Q3 will be a worse quarter (seasonally Q3 has lower revenue according to the qtr report). But I'll still expect net profit of >RM1.0mil despite that.
Anyway escalating costs + stronger Ringgit means we will need to wait a while more before we can enjoy super profits.
Hard to tell what will happen to the share price but I will not be surprised we go down to RM0.45 after this.
But on the bright side the balance sheet is extremely healthy and beautiful looking now after the completion of the rights issue. No matter what I’m keeping my shares in CWG and will continue topping up should the price fall lower in the coming weeks and months!
@Lincorn, hard to say man. I mean its a healthy company, low risk of buying in at these prices. But as to when it can "break out"...I think there will need to be a strong earnings breakout. Maybe if Q3 earnings can be above RM1mil (previously Q3 always weakest) then it might be supportive of this.
Also, I realize in recent months the insiders and a lot of very long term investors (me included!) have been mopping up CWG shares on the market. The selling volume may simply evaporate, and sometimes the lack of selling will lead to a jump in prices due to scarcity etc.

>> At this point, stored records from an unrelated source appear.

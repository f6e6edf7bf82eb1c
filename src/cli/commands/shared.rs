//! Shared CLI plumbing: logging setup, progress reporting, run statistics

use colored::Colorize;
use indicatif::{ProgressBar, ProgressStyle};
use tracing::debug;

/// Statistics accumulated over one CLI run
#[derive(Debug, Clone, Default)]
pub struct DecodeStats {
    /// Reports attempted
    pub total: usize,

    /// Reports decoded successfully (possibly with warnings)
    pub decoded: usize,

    /// Reports that failed with a fatal decode error
    pub failed: usize,

    /// Successfully decoded reports that carried at least one warning
    pub with_warnings: usize,
}

impl DecodeStats {
    /// Whether this run should exit successfully
    pub fn is_success(&self, strict: bool) -> bool {
        self.failed == 0 && (!strict || self.with_warnings == 0)
    }

    /// Print a one-line run summary to stderr
    pub fn print_summary(&self) {
        let failed = if self.failed > 0 {
            format!("{} failed", self.failed).red().to_string()
        } else {
            format!("{} failed", self.failed)
        };
        eprintln!(
            "{}: {} decoded, {}, {} with warnings",
            "summary".bold(),
            self.decoded,
            failed,
            self.with_warnings,
        );
    }
}

/// Set up structured logging for the run
pub fn setup_logging(log_level: &str, quiet: bool) {
    use tracing_subscriber::{EnvFilter, fmt, layer::SubscriberExt, util::SubscriberInitExt};

    let filter = EnvFilter::try_from_default_env()
        .unwrap_or_else(|_| EnvFilter::new(format!("metaf_decoder={log_level}")));

    if quiet {
        tracing_subscriber::registry()
            .with(filter)
            .with(
                fmt::layer()
                    .with_target(false)
                    .with_level(true)
                    .with_writer(std::io::stderr)
                    .compact(),
            )
            .init();
    } else {
        tracing_subscriber::registry()
            .with(filter)
            .with(
                fmt::layer()
                    .with_target(false)
                    .with_level(true)
                    .with_writer(std::io::stderr),
            )
            .init();
    }

    debug!("logging initialized at level: {log_level}");
}

/// Create a progress bar for quiet batch runs
pub fn create_progress_bar(total: u64, message: &str) -> ProgressBar {
    let pb = ProgressBar::new(total);
    pb.set_style(
        ProgressStyle::default_bar()
            .template("{spinner:.green} [{bar:40.cyan/blue}] {pos}/{len} ({percent}%) {msg}")
            .expect("progress bar template")
            .progress_chars("#>-"),
    );
    pb.set_message(message.to_string());
    pb
}

#[cfg(test)]
mod tests {
    use super::*;

    #[test]
    fn test_stats_success_policy() {
        let stats = DecodeStats {
            total: 3,
            decoded: 3,
            failed: 0,
            with_warnings: 1,
        };
        assert!(stats.is_success(false));
        // Strict mode turns warnings into a failing exit code.
        assert!(!stats.is_success(true));

        let stats = DecodeStats {
            total: 2,
            decoded: 1,
            failed: 1,
            with_warnings: 0,
        };
        assert!(!stats.is_success(false));
    }
}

Or we may be subject to a pump and dump as well given the relative illiquidity of the counter and may jump 10-20 sen over a short period of time.
It's really hard to tell. For me, this is an "lock and keep away" stock. I will monitor company news on a weekly basis or so going forward. Lest there be a fire breakout I think the capital should be secured at the very least for those buying at RM0.50 levels and dividend should be decent as well going forward (I expect 3 sen dividend minimum for FY 2018).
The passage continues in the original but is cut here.